Ce qu'il fallait, c'était une enquête discrète. Sherlock Holmes, le grand détective anglais, se trouvait justement à Paris pour quelques jours. M. Lépine ne pouvait trouver de meilleur conseiller ni de meilleur auxiliaire. Il se rendit sans tarder au Palace qui abritait l'illustre policier et lui fit passer sa carte. Sherlock Holmes le reçut immédiatement et lui dit :

- Bien que la carte que vous m'avez fait passer porte le nom de Louis Lépine, j'ai tout de même la certitude que vous êtes l'ancien préfet de police.

- Comment l'avez-vous deviné ?

- Je ne l'ai pas deviné... Ce n'est qu'un résultat de ma méthode déductive...

- Cette méthode peut-elle vous faire pénétrer l'objet de ma visite ?...

- Mettez-moi sur la voie...

- J'ai été volé...

- Cela suffit... La suite se déduit à merveille... Vous venez me demander de découvrir le voleur...

- On ne peut rien vous cacher...

- C'est l'enfance de l'art... Maintenant, voulez-vous me permettre de vous poser quelques questions ?...

- Je vois que vous connaissez votre métier... Je suis prêt à vous répondre...

- Votre portefeuille contenait-il une somme forte ?...

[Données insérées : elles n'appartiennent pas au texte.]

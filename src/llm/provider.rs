//! `LlmProvider` trait and the request/response types it speaks.

use async_trait::async_trait;

use crate::error::LlmError;

/// Chat role.
#[derive(Debug, Clone, Copy, PartialEq, Eq)]
pub enum Role {
    System,
    User,
    Assistant,
}

/// One chat message.
#[derive(Debug, Clone)]
pub struct ChatMessage {
    pub role: Role,
    pub content: String,
}

impl ChatMessage {
    pub fn system(content: impl Into<String>) -> Self {
        Self {
            role: Role::System,
            content: content.into(),
        }
    }

    pub fn user(content: impl Into<String>) -> Self {
        Self {
            role: Role::User,
            content: content.into(),
        }
    }

    pub fn assistant(content: impl Into<String>) -> Self {
        Self {
            role: Role::Assistant,
            content: content.into(),
        }
    }
}

/// A completion request.
#[derive(Debug, Clone)]
pub struct CompletionRequest {
    pub messages: Vec<ChatMessage>,
    pub temperature: Option<f32>,
    pub max_tokens: Option<u32>,
}

impl CompletionRequest {
    pub fn new(messages: Vec<ChatMessage>) -> Self {
        Self {
            messages,
            temperature: None,
            max_tokens: None,
        }
    }

    pub fn with_temperature(mut self, temperature: f32) -> Self {
        self.temperature = Some(temperature);
        self
    }

    pub fn with_max_tokens(mut self, max_tokens: u32) -> Self {
        self.max_tokens = Some(max_tokens);
        self
    }
}

/// Why the model stopped.
#[derive(Debug, Clone, Copy, PartialEq, Eq)]
pub enum FinishReason {
    Stop,
    Length,
    Other,
}

/// A completion response.
#[derive(Debug, Clone)]
pub struct CompletionResponse {
    pub content: String,
    pub input_tokens: u32,
    pub output_tokens: u32,
    pub finish_reason: FinishReason,
}

/// A text completion backend.
#[async_trait]
pub trait LlmProvider: Send + Sync {
    fn model_name(&self) -> &str;

    async fn complete(&self, request: CompletionRequest) -> Result<CompletionResponse, LlmError>;
}
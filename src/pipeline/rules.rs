//! Heuristic classifier: regex rules plus learned preferences, no LLM.
//!
//! Used when no LLM key is configured. Order of evaluation:
//! - a learned sender/domain preference above 0.7 wins
//! - important keywords → action (0.8)
//! - unsubscribe header or 2+ marketing keywords → trash (0.7 + 0.1 per keyword)
//! - noreply/automated senders → trash
//! - everything else → revisit (0.5)

use std::sync::Arc;

use async_trait::async_trait;
use regex::Regex;
use tracing::{debug, warn};

use crate::error::LlmError;
use crate::pipeline::learning::{LEARNED_DECISIVE_CONFIDENCE, label_for, strongest_preference};
use crate::pipeline::types::{Classification, Classifier, Label, Message};
use crate::store::PreferenceStore;

/// Confidence for messages no rule matched.
const DEFAULT_CONFIDENCE: f32 = 0.5;

/// Marketing keywords needed before a message counts as promotional.
const MARKETING_THRESHOLD: usize = 2;

/// Which field a rule matches against.
#[derive(Debug, Clone, Copy)]
pub enum RuleField {
    Sender,
    Subject,
    Content,
}

/// A single rule with a compiled regex.
#[derive(Debug, Clone)]
pub struct TriageRule {
    /// Compiled regex for matching.
    pub regex: Regex,
    /// Which message field to match.
    pub field: RuleField,
    pub label: Label,
    pub confidence: f32,
    /// Why this rule triggers.
    pub reason: String,
}

impl TriageRule {
    fn matches(&self, message: &Message) -> bool {
        match self.field {
            RuleField::Sender => self.regex.is_match(&message.sender_key()),
            RuleField::Subject => self.regex.is_match(&message.subject),
            RuleField::Content => self.regex.is_match(&message.snippet),
        }
    }
}

/// Rule-based classifier.
pub struct HeuristicClassifier {
    /// Checked first, in order.
    important_rules: Vec<TriageRule>,
    /// Counted across subject and snippet.
    marketing_terms: Vec<Regex>,
    /// Checked after marketing scoring.
    sender_rules: Vec<TriageRule>,
    store: Option<Arc<dyn PreferenceStore>>,
}

impl HeuristicClassifier {
    /// Create a classifier with the default rule set.
    pub fn default_rules() -> Self {
        let important_rules = vec![
            TriageRule {
                regex: Regex::new(
                    r"(?i)\b(urgent|important|asap|action required|deadline|due (today|tomorrow)|please (review|respond|confirm))\b",
                )
                .unwrap(),
                field: RuleField::Subject,
                label: Label::Action,
                confidence: 0.8,
                reason: "important keyword in subject".into(),
            },
            TriageRule {
                regex: Regex::new(r"(?i)\b(invoice|payment (due|overdue|failed)|meeting (request|invite)|interview)\b")
                    .unwrap(),
                field: RuleField::Subject,
                label: Label::Action,
                confidence: 0.8,
                reason: "actionable request in subject".into(),
            },
        ];

        let marketing_terms = [
            r"(?i)\bsale\b",
            r"(?i)\bdiscount",
            r"(?i)\boffer\b",
            r"(?i)\bdeals?\b",
            r"(?i)\bpromo(tion)?",
            r"(?i)limited time",
            r"(?i)\bnewsletter\b",
            r"(?i)\d+\s?% off",
            r"(?i)free shipping",
            r"(?i)\bunsubscribe\b",
        ]
        .iter()
        .map(|p| Regex::new(p).unwrap())
        .collect();

        let sender_rules = vec![
            TriageRule {
                regex: Regex::new(r"(?i)^no[\-_.]?reply@").unwrap(),
                field: RuleField::Sender,
                label: Label::Trash,
                confidence: 0.6,
                reason: "noreply sender".into(),
            },
            TriageRule {
                regex: Regex::new(r"(?i)^(mailer[\-_]?daemon|postmaster)@").unwrap(),
                field: RuleField::Sender,
                label: Label::Trash,
                confidence: 0.6,
                reason: "automated mail system".into(),
            },
            TriageRule {
                regex: Regex::new(r"(?i)@(marketing|newsletter|promo|campaign)\b").unwrap(),
                field: RuleField::Sender,
                label: Label::Trash,
                confidence: 0.7,
                reason: "marketing/newsletter sender".into(),
            },
        ];

        Self {
            important_rules,
            marketing_terms,
            sender_rules,
            store: None,
        }
    }

    /// Create an empty classifier (for testing).
    pub fn empty() -> Self {
        Self {
            important_rules: Vec::new(),
            marketing_terms: Vec::new(),
            sender_rules: Vec::new(),
            store: None,
        }
    }

    /// Consult learned preferences from `store` before the rules.
    pub fn with_store(mut self, store: Arc<dyn PreferenceStore>) -> Self {
        self.store = Some(store);
        self
    }

    /// Add an extra rule checked after the important rules.
    pub fn add_rule(&mut self, rule: TriageRule) {
        self.sender_rules.push(rule);
    }

    /// Number of marketing terms present in subject and snippet.
    pub fn marketing_score(&self, message: &Message) -> usize {
        self.marketing_terms
            .iter()
            .filter(|re| re.is_match(&message.subject) || re.is_match(&message.snippet))
            .count()
    }

    /// Evaluate the rules only (no learned preferences).
    pub fn evaluate(&self, message: &Message) -> Classification {
        if let Some(rule) = self.important_rules.iter().find(|r| r.matches(message)) {
            debug!(id = %message.id, reason = %rule.reason, "Important rule matched");
            return Classification::new(&message.id, rule.label, rule.confidence, &rule.reason);
        }

        let score = self.marketing_score(message);
        if message.has_unsubscribe || score >= MARKETING_THRESHOLD {
            let confidence = (0.7 + 0.1 * score as f32).min(1.0);
            let reason = if message.has_unsubscribe && score < MARKETING_THRESHOLD {
                "mailing list (unsubscribe header)".to_string()
            } else {
                format!("promotional content ({score} marketing terms)")
            };
            return Classification::new(&message.id, Label::Trash, confidence, reason);
        }

        if let Some(rule) = self.sender_rules.iter().find(|r| r.matches(message)) {
            debug!(id = %message.id, reason = %rule.reason, "Sender rule matched");
            return Classification::new(&message.id, rule.label, rule.confidence, &rule.reason);
        }

        Classification::new(
            &message.id,
            Label::Revisit,
            DEFAULT_CONFIDENCE,
            "no strong signal",
        )
    }
}

#[async_trait]
impl Classifier for HeuristicClassifier {
    fn name(&self) -> &str {
        "heuristic"
    }

    async fn classify(&self, message: &Message) -> Result<Classification, LlmError> {
        if let Some(store) = &self.store {
            match strongest_preference(store.as_ref(), message).await {
                Ok(Some(pref)) if pref.confidence > LEARNED_DECISIVE_CONFIDENCE => {
                    return Ok(Classification::new(
                        &message.id,
                        label_for(pref.disposition),
                        pref.confidence,
                        format!("learned from past decisions ({} {})", pref.kind, pref.value),
                    ));
                }
                Ok(_) => {}
                Err(e) => warn!(id = %message.id, error = %e, "Preference lookup failed"),
            }
        }
        Ok(self.evaluate(message))
    }
}

#[cfg(test)]
mod tests {
    use chrono::Utc;

    use super::*;
    use crate::pipeline::types::Disposition;
    use crate::store::{LibSqlBackend, PatternKind};

    fn message(sender: &str, subject: &str, snippet: &str) -> Message {
        Message {
            id: "m1".into(),
            sender: sender.into(),
            sender_name: None,
            subject: subject.into(),
            snippet: snippet.into(),
            thread_id: "m1".into(),
            received_at: Utc::now(),
            has_unsubscribe: false,
            disposition: None,
        }
    }

    #[test]
    fn important_subject_is_action() {
        let engine = HeuristicClassifier::default_rules();
        let c = engine.evaluate(&message("boss@work.com", "URGENT: contract review", ""));
        assert_eq!(c.label, Label::Action);
        assert!((c.confidence - 0.8).abs() < 1e-6);
    }

    #[test]
    fn invoice_is_action() {
        let engine = HeuristicClassifier::default_rules();
        let c = engine.evaluate(&message("billing@vendor.com", "Your invoice for March", ""));
        assert_eq!(c.label, Label::Action);
    }

    #[test]
    fn marketing_terms_scale_confidence() {
        let engine = HeuristicClassifier::default_rules();
        let c = engine.evaluate(&message(
            "shop@store.com",
            "Summer sale: 30% off",
            "Free shipping for a limited time",
        ));
        assert_eq!(c.label, Label::Trash);
        assert!(engine.marketing_score(&message("a@b.com", "Summer sale: 30% off", "Free shipping for a limited time")) >= 4);
        assert!(c.confidence >= 1.0 - 1e-6);
    }

    #[test]
    fn single_marketing_term_is_not_enough() {
        let engine = HeuristicClassifier::default_rules();
        let c = engine.evaluate(&message("friend@mail.com", "Garage sale this weekend", ""));
        assert_eq!(c.label, Label::Revisit);
    }

    #[test]
    fn unsubscribe_header_alone_is_trash() {
        let engine = HeuristicClassifier::default_rules();
        let mut msg = message("list@project.org", "Release notes", "");
        msg.has_unsubscribe = true;
        let c = engine.evaluate(&msg);
        assert_eq!(c.label, Label::Trash);
        assert!((c.confidence - 0.7).abs() < 1e-6);
        assert!(c.rationale.contains("unsubscribe"));
    }

    #[test]
    fn noreply_sender_is_trash() {
        let engine = HeuristicClassifier::default_rules();
        let c = engine.evaluate(&message("No-Reply@service.com", "Your account", ""));
        assert_eq!(c.label, Label::Trash);
    }

    #[test]
    fn important_wins_over_marketing() {
        let engine = HeuristicClassifier::default_rules();
        let c = engine.evaluate(&message(
            "shop@store.com",
            "Action required: sale ends",
            "discount offer",
        ));
        assert_eq!(c.label, Label::Action);
    }

    #[test]
    fn empty_engine_defaults_to_revisit() {
        let engine = HeuristicClassifier::empty();
        let c = engine.evaluate(&message("a@b.com", "URGENT", "sale discount"));
        assert_eq!(c.label, Label::Revisit);
        assert!((c.confidence - DEFAULT_CONFIDENCE).abs() < 1e-6);
    }

    #[test]
    fn custom_rule() {
        let mut engine = HeuristicClassifier::empty();
        engine.add_rule(TriageRule {
            regex: Regex::new(r"(?i)@alerts\.example\.com$").unwrap(),
            field: RuleField::Sender,
            label: Label::Trash,
            confidence: 0.9,
            reason: "alert spam".into(),
        });
        let c = engine.evaluate(&message("Pager <bot@alerts.example.com>", "Disk 80%", ""));
        assert_eq!(c.label, Label::Trash);
        assert_eq!(c.rationale, "alert spam");
    }

    #[tokio::test]
    async fn strong_learned_preference_wins() {
        let store = Arc::new(LibSqlBackend::new_memory().await.unwrap());
        store
            .add_preference(PatternKind::Sender, "boss@work.com", Disposition::Revisit, 0.95)
            .await
            .unwrap();

        let engine = HeuristicClassifier::default_rules().with_store(store);
        let c = engine
            .classify(&message("Boss <boss@work.com>", "URGENT: sign this", ""))
            .await
            .unwrap();
        assert_eq!(c.label, Label::Revisit);
        assert!(c.rationale.contains("learned"));
    }

    #[tokio::test]
    async fn weak_learned_preference_is_ignored() {
        let store = Arc::new(LibSqlBackend::new_memory().await.unwrap());
        store
            .reinforce_preference(PatternKind::Domain, "work.com", Disposition::Trash)
            .await
            .unwrap();

        let engine = HeuristicClassifier::default_rules().with_store(store);
        let c = engine
            .classify(&message("boss@work.com", "URGENT: sign this", ""))
            .await
            .unwrap();
        assert_eq!(c.label, Label::Action);
    }
}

- Non... Quelques centaines de francs... - Vous connaissez-vous quelque ennemi ?...

- Non... Caillaux ne m'aime pas beaucoup ; mais de là à me chiper mon portefeuille... Et puis, monsieur Sherlock Holmes, laissez-moi vous dire que si j'avais un ennemi, il songerait, avant toute chose, à me supprimer... Un voleur n'est pas un ennemi... Il n'est que l'ennemi de l'argent que l'on a sur soi...

- Vous raisonnez comme un enfant... D'ailleurs, la police officielle ne sut jamais déduire... Or, moi, je déduis... Et voici ce qu'établissent mes déductions... Croyez-vous qu'il soit vraisemblable qu'un individu aille voler quelques centaines de francs à M. Lépine, uniquement poussé par la soif de l'or ?... Le jeu n'en vaudrait pas la chandelle... On risque trop à voler un homme comme M. Lépine... En principe, un homme comme M. Lénine ne se laisse pas voler comme la première poire venue... En réalité, me direz-vous, les choses se sont passées autrement... D'accord... Mais le voleur devait envisager les choses comme elles auraient du logiquement se passer... Or, la tentative était périlleuse... On ne pouvait donc s'y livrer que pour une très grosse somme... Mais du moment qu'il ne s'agit que d'une somme relativement petite, j'en déduis que le voleur n'a pas voulu vous voler..

- Bien obligé !... J'aurais préféré qu'il l'eût voulu et qu'il n'y eût point réussi...

- En tout cas, le vol fut, non pas un but, mais un moyen...

- Je ne comprends pas...

- Un moyen de vous nuire en vous rendant le héros d'une plaisante aventure... N'existe-t-il pas quelqu'un qui n'a d'autre idée que de vous faire oublier, que de prouver à tous qu'il vous est de beaucoup supérieur ?... Comment cet homme peut-il mieux vous déprécier que par le ridicule ?... N'a-t-il pas sous la main, à son service, les gens les plus adroits, les plus experts?...

- Vous ne voudriez pourtant pas accuser Hennion...

- Je n'accuse personne... Je déduis...

M. Lépine, à ce moment, se demanda s'il ne rêvait pas, s'il n'était pas le jouet d'un décevant cauchemar. Mais si... il venait de rêver !... Ne se réveillait-il pas, calé dans le coin du compartiment du rapide qui le ramenait à Paris... Il porta précipitamment la main à la poche intérieure de son veston... Hélas !... le portefeuille n'y était toujours pas... Ça, c'était la réalité, celle que le Gaulois vous exposera, d'ailleurs, plus loin, dans ses faits divers. La suite seule était un songe fantaisiste... Mais il pensa :

- C'était assez bien déduit tout de même.